Disparada, uma música contra a Ditadura Militar Brasileira (1964-1985)

Hoje em dia, quando o compositor Geraldo Vandré é entrevistado, ele omite que não fez a música “Caminhando e cantando” para ser hino popular contra a Ditadura Civil-Militar Brasileira (1964-1985). Como atualmente vive-se a maioria dos casos fora de contexto histórico, a dita opinião pública e a massa de manobra engole o fato como encerrado, sem estudá-lo a fundo.

“Caminhando e cantando” foi composta por Geraldo Vandré. Não sabemos ao certo qual letra de música veio à sua mente primeiro. Ele ainda compôs “Disparada” que é um protesto ao ministro de Defesa do vice-presidente eleito democraticamente a presidente, João Belchior Marques Goulart (1818 também é o ano de nascimento do presidente golpeado com a ajuda dos militares). O nordestino cearense Humberto de Alencar Castelo Branco foi a primeira liderança legalizada pelos militares após a madrugada de 1º de abril de 1964.  

De acordo com esclarecimento do sacerdote salesiano holandês Ben Strik, às páginas 262 e 263 do seu livro  “Morrer para viver: a luta de Tito de Alencar Lima contra a Ditadura Brasileira”, Brasilhoeve, 2009, “o poeta e cantor Geraldo Vandré foi” um dos torturados pelo regime de exceção e de repressão. No mesmo livro, há uma frase do capitão Albernaz sobre os métodos de violência utilizados pelo militarismo brasileiro. “Se ele não abrir a boca dele, vamos quebrá-lo moralmente. Nós aprendemos a fazer isso sem deixar sinais externos”, explica o capitão Albernaz sua estratégia para ser um dos demônios psíquicos que levou o frade dominicano Tito de Alencar Limar a se suicidar, em seu exílio na França, por não suportar os fantasmas torturantes ditatoriais.

Apesar de não tocar no assunto mais, Geraldo Vandré foi mais uma vítima da Ditadura Militar Brasileira (1964-1985). O sacerdote salesiano holandês dedica páginas da sua obra para esclarecer a questão. “Entre os brasileiros que tiveram de se refugiar contavam-se muitos intelectuais e artistas. O poeta e cantor Geraldo Vandré foi um deles, e proclamava de maneira sutil o que ele pensava dos generais. Tito deve ter cantado centenas de vezes com seus colegas a ‘Disparada’ ou seu grandioso hino ‘Caminhando e Cantando’. O primeiro é um canto de liberdade, ‘Prepare o seu coração, pras coisas que vou contar...’ numa referência cara ao ditador Castelo Branco. Vandré comparou-o com um fazendeiro, para o qual ele tinha que trabalhar como vaqueiro. Em seu canto, Vandré declarava que estava farto e que não ocuparia mais o posto de vaqueiro mandado. Ele, agora, via onde podiam chegar as ordens do seu patrão e não ia mais obedecer. Os generais, de início, não se deram conta de que esta e muitas outras canções populares eram verdadeiros panfletos contra a ditadura. A esquerda, para protestar, aprendia a ser mais esperta e sutil”, considera Ben Strik.
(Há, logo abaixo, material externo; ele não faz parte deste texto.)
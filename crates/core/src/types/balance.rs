//! Account balance using decimal arithmetic.

use core::fmt;

use rust_decimal::{Decimal, RoundingStrategy};
use serde::{Deserialize, Serialize};

/// Store credit held on a user account.
///
/// Always held in cents (scale 2), matching the `NUMERIC(12, 2)` column.
/// Serialized as a decimal string (`"12.50"`) so no precision is lost in JSON.
#[derive(Debug, Clone, Copy, PartialEq, Eq, PartialOrd, Ord, Hash, Serialize, Deserialize)]
#[cfg_attr(feature = "postgres", derive(sqlx::Type))]
#[cfg_attr(feature = "postgres", sqlx(transparent))]
#[serde(from = "Decimal", into = "Decimal")]
pub struct Balance(Decimal);

impl Balance {
    /// A zero balance, the value new accounts start with.
    pub const ZERO: Self = Self(Decimal::from_parts(0, 0, 0, false, 2));

    /// Create a balance from a decimal amount, rounded to cents.
    #[must_use]
    pub fn new(amount: Decimal) -> Self {
        let mut amount = amount.round_dp_with_strategy(2, RoundingStrategy::MidpointAwayFromZero);
        amount.rescale(2);
        Self(amount)
    }

    /// Largest magnitude a `NUMERIC(12, 2)` column accepts, exclusive.
    const COLUMN_LIMIT: Decimal = Decimal::from_parts(1_410_065_408, 2, 0, false, 0);

    /// Whether the amount fits the storage column (below 10^10 in magnitude).
    #[must_use]
    pub fn fits_column(&self) -> bool {
        self.0.abs() < Self::COLUMN_LIMIT
    }

    /// Get the underlying decimal amount.
    #[must_use]
    pub const fn amount(&self) -> Decimal {
        self.0
    }
}

impl Default for Balance {
    fn default() -> Self {
        Self::ZERO
    }
}

impl From<Decimal> for Balance {
    fn from(amount: Decimal) -> Self {
        Self::new(amount)
    }
}

impl From<Balance> for Decimal {
    fn from(balance: Balance) -> Self {
        balance.0
    }
}

impl fmt::Display for Balance {
    fn fmt(&self, f: &mut fmt::Formatter<'_>) -> fmt::Result {
        write!(f, "{:.2}", self.0)
    }
}
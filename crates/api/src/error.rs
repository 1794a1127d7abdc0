//! Unified error handling with Sentry integration.
//!
//! Handlers return `Result<T, AppError>`. Every non-empty error body is
//! `{"message": "..."}`. Server errors are captured to Sentry and answered
//! with a generic message.

use axum::{
    Json,
    http::StatusCode,
    response::{IntoResponse, Response},
};
use serde_json::json;
use thiserror::Error;

use crate::services::accounts::AccountError;
use crate::services::auth::AuthError;

/// Message for unknown or malformed user IDs.
pub const USER_NOT_FOUND: &str = "This user ID does not exist. Please enter a valid user ID!";

/// Message sent when the session guard rejects a request.
pub const LOGIN_REQUIRED: &str = "Please log in to continue.";

pub const INTERNAL_MESSAGE: &str = "Internal server error";

/// Application-level error type for the accounts API.
#[derive(Debug, Error)]
pub enum AppError {
    /// Account operation failed.
    #[error("Account error: {0}")]
    Account(#[from] AccountError),

    /// Authentication operation failed.
    #[error("Auth error: {0}")]
    Auth(#[from] AuthError),

    /// Session could not be read or written.
    #[error("Session error: {0}")]
    Session(#[from] tower_sessions::session::Error),

    /// User is not authenticated.
    #[error("Unauthorized: {0}")]
    Unauthorized(String),

    /// Bad request from client.
    #[error("Bad request: {0}")]
    BadRequest(String),

    /// Internal server error.
    #[error("Internal error: {0}")]
    Internal(String),
}

impl AppError {
    const fn is_server_error(&self) -> bool {
        matches!(
            self,
            Self::Session(_)
                | Self::Internal(_)
                | Self::Account(AccountError::Store(_) | AccountError::Password(_))
                | Self::Auth(AuthError::Store(_) | AuthError::Password(_))
        )
    }

    /// HTTP status for this error.
    #[must_use]
    pub const fn status(&self) -> StatusCode {
        if self.is_server_error() {
            return StatusCode::INTERNAL_SERVER_ERROR;
        }

        match self {
            Self::Account(AccountError::NotFound) => StatusCode::NOT_FOUND,
            Self::Unauthorized(_) => StatusCode::UNAUTHORIZED,
            _ => StatusCode::BAD_REQUEST,
        }
    }

    /// Message sent to the client. Never includes internal error details.
    #[must_use]
    pub fn client_message(&self) -> String {
        if self.is_server_error() {
            return INTERNAL_MESSAGE.to_owned();
        }

        match self {
            Self::Account(AccountError::Validation(errors)) => errors.client_message(),
            Self::Account(_) => USER_NOT_FOUND.to_owned(),
            Self::Auth(AuthError::EmailNotRegistered) => "Email is not registered.".to_owned(),
            Self::Auth(_) => "Incorrect email or password, please try again".to_owned(),
            Self::Unauthorized(msg) | Self::BadRequest(msg) => msg.clone(),
            Self::Session(_) | Self::Internal(_) => INTERNAL_MESSAGE.to_owned(),
        }
    }
}

impl IntoResponse for AppError {
    fn into_response(self) -> Response {
        // Capture server errors to Sentry
        if self.is_server_error() {
            let event_id = sentry::capture_error(&self);
            tracing::error!(
                error = %self,
                sentry_event_id = %event_id,
                "Request error"
            );
        }

        (
            self.status(),
            Json(json!({ "message": self.client_message() })),
        )
            .into_response()
    }
}

/// Result type alias for `AppError`.
pub type Result<T> = std::result::Result<T, AppError>;

/// Set the Sentry user context from a user ID.
///
/// Call this after successful authentication to associate errors with users.
pub fn set_sentry_user(user_id: &impl ToString, email: Option<&str>) {
    sentry::configure_scope(|scope| {
        scope.set_user(Some(sentry::User {
            id: Some(user_id.to_string()),
            email: email.map(String::from),
            ..Default::default()
        }));
    });
}

/// Clear the Sentry user context.
pub fn clear_sentry_user() {
    sentry::configure_scope(|scope| {
        scope.set_user(None);
    });
}
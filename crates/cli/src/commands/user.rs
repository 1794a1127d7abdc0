//! User management commands.
//!
//! Users are created through [`AccountService`], so the command applies the
//! same validation and hashing as `POST /api/users`.

use accounts_api::db::PgStore;
use accounts_api::models::NewUser;
use accounts_api::services::{AccountService, PasswordPolicy};

use super::{CliError, connect};

/// Fields for a new user.
pub struct CreateUser {
    pub username: String,
    pub email: String,
    pub first_name: String,
    pub last_name: String,
    pub password: String,
}

/// Create a new user, returning its ID.
pub async fn create(input: CreateUser, min_password_length: usize) -> Result<i32, CliError> {
    if min_password_length == 0 {
        return Err(CliError::InvalidArgument(
            "--min-password-length must be at least 1".to_owned(),
        ));
    }

    let store = PgStore::new(connect().await?);
    let policy = PasswordPolicy {
        min_length: min_password_length,
    };

    tracing::info!("Creating user: {} <{}>", input.username, input.email);

    let user = AccountService::new(&store, policy)
        .create(NewUser {
            username: Some(input.username),
            first_name: Some(input.first_name),
            last_name: Some(input.last_name),
            email: Some(input.email),
            password: Some(input.password),
            ..NewUser::default()
        })
        .await?;

    tracing::info!(
        "User created successfully! ID: {}, Username: {}, Email: {}",
        user.id,
        user.username,
        user.email
    );

    Ok(user.id.as_i32())
}
//! User and cart domain types.
//!
//! These types represent validated domain objects separate from database row
//! types. None of them carry the password hash, so they are safe to serialize
//! into responses.

use chrono::{DateTime, Utc};
use serde::{Deserialize, Serialize};

use accounts_core::{Balance, CartId, Email, UserId};

/// A user account.
#[derive(Debug, Clone, PartialEq, Eq, Serialize)]
pub struct User {
    /// Unique user ID.
    pub id: UserId,
    /// Login-independent handle. Cannot be changed after creation.
    pub username: String,
    /// Given name.
    pub first_name: String,
    /// Family name.
    pub last_name: String,
    /// Contact and login email, unique across users.
    pub email: Email,
    /// Store credit.
    pub balance: Balance,
    /// Cart the user is currently shopping with, if any.
    pub cart_id: Option<CartId>,
    /// When the user was created.
    pub created_at: DateTime<Utc>,
    /// When the user was last updated.
    pub updated_at: DateTime<Utc>,
}

/// A shopping cart owned by a user.
#[derive(Debug, Clone, PartialEq, Eq, Serialize)]
pub struct Cart {
    /// Unique cart ID.
    pub id: CartId,
    /// Owner of the cart.
    pub user_id: UserId,
    /// When the cart was opened.
    pub created_at: DateTime<Utc>,
}

/// A user together with the carts they own.
#[derive(Debug, Clone, PartialEq, Eq, Serialize)]
pub struct UserWithCarts {
    #[serde(flatten)]
    pub user: User,
    pub carts: Vec<Cart>,
}

/// Unvalidated input for creating a user.
///
/// Every field is optional at this stage so that missing values surface as
/// validation errors instead of body-parsing rejections.
#[derive(Default, Clone, Deserialize)]
pub struct NewUser {
    pub username: Option<String>,
    pub first_name: Option<String>,
    pub last_name: Option<String>,
    pub email: Option<String>,
    pub password: Option<String>,
    pub cart_id: Option<CartId>,
    pub balance: Option<Balance>,
}

impl std::fmt::Debug for NewUser {
    fn fmt(&self, f: &mut std::fmt::Formatter<'_>) -> std::fmt::Result {
        f.debug_struct("NewUser")
            .field("username", &self.username)
            .field("first_name", &self.first_name)
            .field("last_name", &self.last_name)
            .field("email", &self.email)
            .field("password", &self.password.as_ref().map(|_| "[REDACTED]"))
            .field("cart_id", &self.cart_id)
            .field("balance", &self.balance)
            .finish()
    }
}

/// Unvalidated partial update of the current user.
///
/// `None` leaves the column untouched. The username is deliberately absent.
#[derive(Default, Clone, Deserialize)]
pub struct UserChanges {
    pub first_name: Option<String>,
    pub last_name: Option<String>,
    pub email: Option<String>,
    pub password: Option<String>,
}

impl std::fmt::Debug for UserChanges {
    fn fmt(&self, f: &mut std::fmt::Formatter<'_>) -> std::fmt::Result {
        f.debug_struct("UserChanges")
            .field("first_name", &self.first_name)
            .field("last_name", &self.last_name)
            .field("email", &self.email)
            .field("password", &self.password.as_ref().map(|_| "[REDACTED]"))
            .finish()
    }
}

/// A validated user ready to be inserted, password already hashed.
#[derive(Debug, Clone)]
pub struct NewUserRecord {
    pub username: String,
    pub first_name: String,
    pub last_name: String,
    pub email: Email,
    pub password_hash: String,
    pub cart_id: Option<CartId>,
    pub balance: Balance,
}

/// A validated partial update, password already hashed.
#[derive(Debug, Clone, Default)]
pub struct UserChangesRecord {
    pub first_name: Option<String>,
    pub last_name: Option<String>,
    pub email: Option<Email>,
    pub password_hash: Option<String>,
}
//! Seed the database with a demo user and carts.
//!
//! The demo user is created on first run and reused afterwards; each run
//! opens `carts` new carts for it.

use accounts_core::Email;

use accounts_api::db::{PgStore, UserStore};
use accounts_api::models::NewUser;
use accounts_api::services::{AccountService, PasswordPolicy};

use super::{CliError, connect};

const DEMO_USERNAME: &str = "demo";
const DEMO_PASSWORD: &str = "demo-password";

/// Create (or reuse) the demo user and open carts for it.
pub async fn run(email: &str, carts: u32) -> Result<(), CliError> {
    let parsed = Email::parse(email).map_err(|e| CliError::InvalidArgument(e.to_string()))?;
    let store = PgStore::new(connect().await?);

    let user = match store.get_credentials(&parsed).await? {
        Some((user, _)) => {
            tracing::info!(user_id = %user.id, "Reusing existing demo user");
            user
        }
        None => {
            let user = AccountService::new(&store, PasswordPolicy::default())
                .create(NewUser {
                    username: Some(DEMO_USERNAME.to_owned()),
                    first_name: Some("Demo".to_owned()),
                    last_name: Some("User".to_owned()),
                    email: Some(parsed.into_inner()),
                    password: Some(DEMO_PASSWORD.to_owned()),
                    ..NewUser::default()
                })
                .await?;
            tracing::info!(user_id = %user.id, "Created demo user (password: {DEMO_PASSWORD})");
            user
        }
    };

    for _ in 0..carts {
        let cart = store.create_cart(user.id).await?;
        tracing::info!(cart_id = %cart.id, "Opened cart");
    }

    let total = store.list_carts(user.id).await?.len();
    tracing::info!(user_id = %user.id, carts = total, "Seed complete");
    Ok(())
}
//! Persistence for users and carts.
//!
//! # Database: `accounts`
//!
//! ## Tables
//!
//! - `accounts.users` - User accounts with Argon2id password hashes
//! - `accounts.carts` - Carts owned by users
//! - `tower_sessions.session` - Tower-sessions storage
//!
//! # Backends
//!
//! [`UserStore`] is implemented by [`PgStore`] for production and by
//! [`MemoryStore`] for tests and local development.
//!
//! # Migrations
//!
//! Migrations are stored in `crates/api/migrations/` and run via:
//! ```bash
//! cargo run -p accounts-cli -- migrate
//! ```

pub mod memory;
pub mod postgres;

use std::time::Duration;

use async_trait::async_trait;
use secrecy::ExposeSecret;
use sqlx::PgPool;
use sqlx::migrate::Migrator;
use sqlx::postgres::PgPoolOptions;
use thiserror::Error;

use accounts_core::{Email, UserId};

use crate::models::{Cart, NewUserRecord, User, UserChangesRecord, UserWithCarts};

pub use memory::MemoryStore;
pub use postgres::PgStore;

/// Embedded migrations for the accounts database.
pub static MIGRATOR: Migrator = sqlx::migrate!("./migrations");

/// Errors that can occur during store operations.
#[derive(Debug, Error)]
pub enum StoreError {
    /// Database error from sqlx.
    #[error("database error: {0}")]
    Database(#[from] sqlx::Error),

    /// A unique column already holds the value being written.
    #[error("{field} must be unique")]
    Conflict {
        /// Column that collided.
        field: &'static str,
    },

    /// A reference column points at a missing row.
    #[error("{field} does not reference an existing record")]
    MissingReference {
        /// Column holding the dangling reference.
        field: &'static str,
    },
}

/// Persistence operations on users and their carts.
///
/// Writes receive already-validated records with hashed passwords.
/// Implementations must enforce uniqueness of `username` and `email`
/// atomically with the write, reporting collisions as
/// [`StoreError::Conflict`].
#[async_trait]
pub trait UserStore: Send + Sync {
    /// All users with their carts, ordered by ID.
    async fn list_users(&self) -> Result<Vec<UserWithCarts>, StoreError>;

    /// A single user with their carts.
    async fn get_user(&self, id: UserId) -> Result<Option<UserWithCarts>, StoreError>;

    /// A user and their password hash, looked up by email.
    async fn get_credentials(&self, email: &Email) -> Result<Option<(User, String)>, StoreError>;

    /// Insert a new user.
    async fn insert_user(&self, record: NewUserRecord) -> Result<User, StoreError>;

    /// Apply a partial update. Returns `None` if the user does not exist.
    async fn update_user(
        &self,
        id: UserId,
        changes: UserChangesRecord,
    ) -> Result<Option<User>, StoreError>;

    /// Delete a user and their carts. Returns the number of users deleted.
    async fn delete_user(&self, id: UserId) -> Result<u64, StoreError>;

    /// Carts owned by a user, oldest first.
    async fn list_carts(&self, user_id: UserId) -> Result<Vec<Cart>, StoreError>;

    /// Open a new cart for a user.
    async fn create_cart(&self, user_id: UserId) -> Result<Cart, StoreError>;

    /// Check that the backend is reachable.
    async fn ping(&self) -> Result<(), StoreError>;
}

/// Create a `PostgreSQL` connection pool with sensible defaults.
///
/// # Errors
///
/// Returns `sqlx::Error` if the connection cannot be established.
pub async fn create_pool(database_url: &secrecy::SecretString) -> Result<PgPool, sqlx::Error> {
    PgPoolOptions::new()
        .max_connections(10)
        .min_connections(2)
        .acquire_timeout(Duration::from_secs(10))
        .connect(database_url.expose_secret())
        .await
}

/// Run all pending migrations.
///
/// # Errors
///
/// Returns `MigrateError` if a migration fails or the history is inconsistent.
pub async fn run_migrations(pool: &PgPool) -> Result<(), sqlx::migrate::MigrateError> {
    MIGRATOR.run(pool).await
}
A respeito da segunda canção, ‘Pra não dizer que não falei de flores’, Vandré “denunciava a inutilidade da ‘guerra’ imposta pelos militares e a necessidade de se criar uma nova sociedade: ‘Vem, vamos embora que esperar não é saber. Quem sabe faz hora, não espera acontecer’. Era o estribilho, encorajando a revolta e a busca de um mundo novo. A canção foi cantada pela primeira vez por milhares de pessoas reunidas no Macaranazinho, durante um festival de música popular no Rio de Janeiro. Todos cantavam o estribilho. A multidão aplaudia e delirava”, relata o padre holandês.

E em tempos de pós-modernidade, quando funk, axé, forro universitário são as ondas do momento, como está a qualidade da música brasileira? Temos repressão hoje em dia? Faltam trabalho, saúde, educação, moradia, alimentação, vestuário? Tom Zé alerta que as músicas contemporâneas nacionais fazem o brasileiro vibrar com o físico e não com os sentimentos. E é verdade.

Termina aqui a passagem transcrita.